* Activity
Take the lines below from the first through the one that contains "-> Result<Vec<Job>, JobError>;" and copy them exactly.

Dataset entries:

★ ★ ★ ★

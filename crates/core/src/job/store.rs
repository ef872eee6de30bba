//! Job storage.

use std::collections::HashMap;
use std::sync::RwLock;

use super::error::JobError;
use super::types::{Job, JobStatus, JobTransition};

/// Filter for listing jobs.
#[derive(Debug, Clone)]
pub struct JobFilter {
    /// Only jobs in this status.
    pub status: Option<JobStatus>,
    /// Maximum number of results.
    pub limit: usize,
    /// Offset for pagination.
    pub offset: usize,
}

impl Default for JobFilter {
    fn default() -> Self {
        Self::new()
    }
}

impl JobFilter {
    /// Create a new filter with defaults.
    pub fn new() -> Self {
        Self {
            status: None,
            limit: 100,
            offset: 0,
        }
    }

    pub fn with_status(mut self, status: JobStatus) -> Self {
        self.status = Some(status);
        self
    }

    pub fn with_limit(mut self, limit: usize) -> Self {
        self.limit = limit;
        self
    }

    pub fn with_offset(mut self, offset: usize) -> Self {
        self.offset = offset;
        self
    }

    fn matches(&self, job: &Job) -> bool {
        self.status.map_or(true, |s| job.status == s)
    }
}

/// Owned, internally synchronized job registry.
///
/// Every operation is atomic with respect to the others; in particular
/// `update_state` checks and applies a transition under one lock.
pub trait JobStore: Send + Sync {
    /// Create a pending job.
    fn create(&self, title: &str) -> Result<Job, JobError>;

    /// Get a job by ID.
    fn get(&self, id: &str) -> Result<Option<Job>, JobError>;

    /// List jobs matching the filter, newest first.
    fn list(&self, filter: &JobFilter) -> Result<Vec<Job>, JobError>;

    /// Count jobs matching the filter, ignoring limit and offset.
    fn count(&self, filter: &JobFilter) -> Result<usize, JobError>;

    /// Apply a transition and return the updated job.
    fn update_state(&self, id: &str, transition: JobTransition) -> Result<Job, JobError>;
}

#[derive(Debug, Default)]
struct Registry {
    jobs: HashMap<String, Job>,
    /// Ids in creation order.
    order: Vec<String>,
}

/// [`JobStore`] kept in process memory.
#[derive(Debug, Default)]
pub struct InMemoryJobStore {
    inner: RwLock<Registry>,
}

impl InMemoryJobStore {
    pub fn new() -> Self {
        Self::default()
    }
}

impl JobStore for InMemoryJobStore {
    fn create(&self, title: &str) -> Result<Job, JobError> {
        let job = Job::new(title);
        let mut registry = self.inner.write().map_err(|_| JobError::LockPoisoned)?;
        registry.order.push(job.id.clone());
        registry.jobs.insert(job.id.clone(), job.clone());
        Ok(job)
    }

    fn get(&self, id: &str) -> Result<Option<Job>, JobError> {
        let registry = self.inner.read().map_err(|_| JobError::LockPoisoned)?;
        Ok(registry.jobs.get(id).cloned())
    }

    fn list(&self, filter: &JobFilter) -> Result<Vec<Job>, JobError> {
        let registry = self.inner.read().map_err(|_| JobError::LockPoisoned)?;
        Ok(registry
            .order
            .iter()
            .rev()
            .filter_map(|id| registry.jobs.get(id))
            .filter(|job| filter.matches(job))
            .skip(filter.offset)
            .take(filter.limit)
            .cloned()
            .collect())
    }

    fn count(&self, filter: &JobFilter) -> Result<usize, JobError> {
        let registry = self.inner.read().map_err(|_| JobError::LockPoisoned)?;
        Ok(registry.jobs.values().filter(|job| filter.matches(job)).count())
    }

    fn update_state(&self, id: &str, transition: JobTransition) -> Result<Job, JobError> {
        let mut registry = self.inner.write().map_err(|_| JobError::LockPoisoned)?;
        let job = registry
            .jobs
            .get_mut(id)
            .ok_or_else(|| JobError::NotFound(id.to_string()))?;
        job.apply(transition)?;
        Ok(job.clone())
    }
}

#[cfg(test)]
mod tests {
    use super::*;
    use std::path::PathBuf;
    use std::sync::Arc;

    #[test]
    fn test_create_and_get() {
        let store = InMemoryJobStore::new();
        let job = store.create("first").unwrap();
        let fetched = store.get(&job.id).unwrap().unwrap();
        assert_eq!(fetched, job);
        assert!(store.get("missing").unwrap().is_none());
    }

    #[test]
    fn test_list_newest_first_with_paging() {
        let store = InMemoryJobStore::new();
        let ids: Vec<String> = (0..5)
            .map(|i| store.create(&format!("job {}", i)).unwrap().id)
            .collect();

        let all = store.list(&JobFilter::new()).unwrap();
        assert_eq!(all.first().map(|j| &j.id), ids.last());

        let page = store
            .list(&JobFilter::new().with_offset(1).with_limit(2))
            .unwrap();
        let page_ids: Vec<_> = page.iter().map(|j| j.id.clone()).collect();
        assert_eq!(page_ids, vec![ids[3].clone(), ids[2].clone()]);
    }

    #[test]
    fn test_filter_by_status() {
        let store = InMemoryJobStore::new();
        let a = store.create("a").unwrap();
        store.create("b").unwrap();
        store.update_state(&a.id, JobTransition::Start).unwrap();

        let filter = JobFilter::new().with_status(JobStatus::Processing);
        let processing = store.list(&filter).unwrap();
        assert_eq!(processing.len(), 1);
        assert_eq!(processing[0].id, a.id);
        assert_eq!(store.count(&filter).unwrap(), 1);
        assert_eq!(store.count(&JobFilter::new()).unwrap(), 2);
    }

    #[test]
    fn test_update_missing_job() {
        let store = InMemoryJobStore::new();
        assert!(matches!(
            store.update_state("nope", JobTransition::Start),
            Err(JobError::NotFound(_))
        ));
    }

    #[test]
    fn test_rejected_transition_leaves_record() {
        let store = InMemoryJobStore::new();
        let job = store.create("a").unwrap();
        store.update_state(&job.id, JobTransition::Start).unwrap();
        store
            .update_state(
                &job.id,
                JobTransition::Cancel {
                    reason: "stop".to_string(),
                },
            )
            .unwrap();

        let result = store.update_state(
            &job.id,
            JobTransition::Complete {
                output: PathBuf::from("/o.mp4"),
            },
        );
        assert!(matches!(result, Err(JobError::InvalidTransition { .. })));
        assert_eq!(
            store.get(&job.id).unwrap().unwrap().status,
            JobStatus::Cancelled
        );
    }

    #[test]
    fn test_concurrent_transitions_pick_one_winner() {
        let store = Arc::new(InMemoryJobStore::new());
        let job = store.create("race").unwrap();
        store.update_state(&job.id, JobTransition::Start).unwrap();

        let handles: Vec<_> = (0..8)
            .map(|i| {
                let store = store.clone();
                let id = job.id.clone();
                std::thread::spawn(move || {
                    let transition = if i % 2 == 0 {
                        JobTransition::Cancel {
                            reason: "stop".to_string(),
                        }
                    } else {
                        JobTransition::Complete {
                            output: PathBuf::from("/o.mp4"),
                        }
                    };
                    store.update_state(&id, transition).is_ok()
                })
            })
            .collect();

        let winners = handles
            .into_iter()
            .map(|h| h.join().unwrap())
            .filter(|ok| *ok)
            .count();
        assert_eq!(winners, 1);
    }
}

★ ★ ★ ★

* Reply
filename crates/core/src/job/store.rs
repository ef872eee6de30bba
//! Job storage.

use std::collections::HashMap;
use std::sync::RwLock;

use super::error::JobError;
use super::types::{Job, JobStatus, JobTransition};

/// Filter for listing jobs.
#[derive(Debug, Clone)]
pub struct JobFilter {
    /// Only jobs in this status.
    pub status: Option<JobStatus>,
    /// Maximum number of results.
    pub limit: usize,
    /// Offset for pagination.
    pub offset: usize,
}

impl Default for JobFilter {
    fn default() -> Self {
        Self::new()
    }
}

impl JobFilter {
    /// Create a new filter with defaults.
    pub fn new() -> Self {
        Self {
            status: None,
            limit: 100,
            offset: 0,
        }
    }

    pub fn with_status(mut self, status: JobStatus) -> Self {
        self.status = Some(status);
        self
    }

    pub fn with_limit(mut self, limit: usize) -> Self {
        self.limit = limit;
        self
    }

    pub fn with_offset(mut self, offset: usize) -> Self {
        self.offset = offset;
        self
    }

    fn matches(&self, job: &Job) -> bool {
        self.status.map_or(true, |s| job.status == s)
    }
}

/// Owned, internally synchronized job registry.
///
/// Every operation is atomic with respect to the others; in particular
/// `update_state` checks and applies a transition under one lock.
pub trait JobStore: Send + Sync {
    /// Create a pending job.
    fn create(&self, title: &str) -> Result<Job, JobError>;

    /// Get a job by ID.
    fn get(&self, id: &str) -> Result<Option<Job>, JobError>;

    /// List jobs matching the filter, newest first.
    fn list(&self, filter: &JobFilter) -> Result<Vec<Job>, JobError>;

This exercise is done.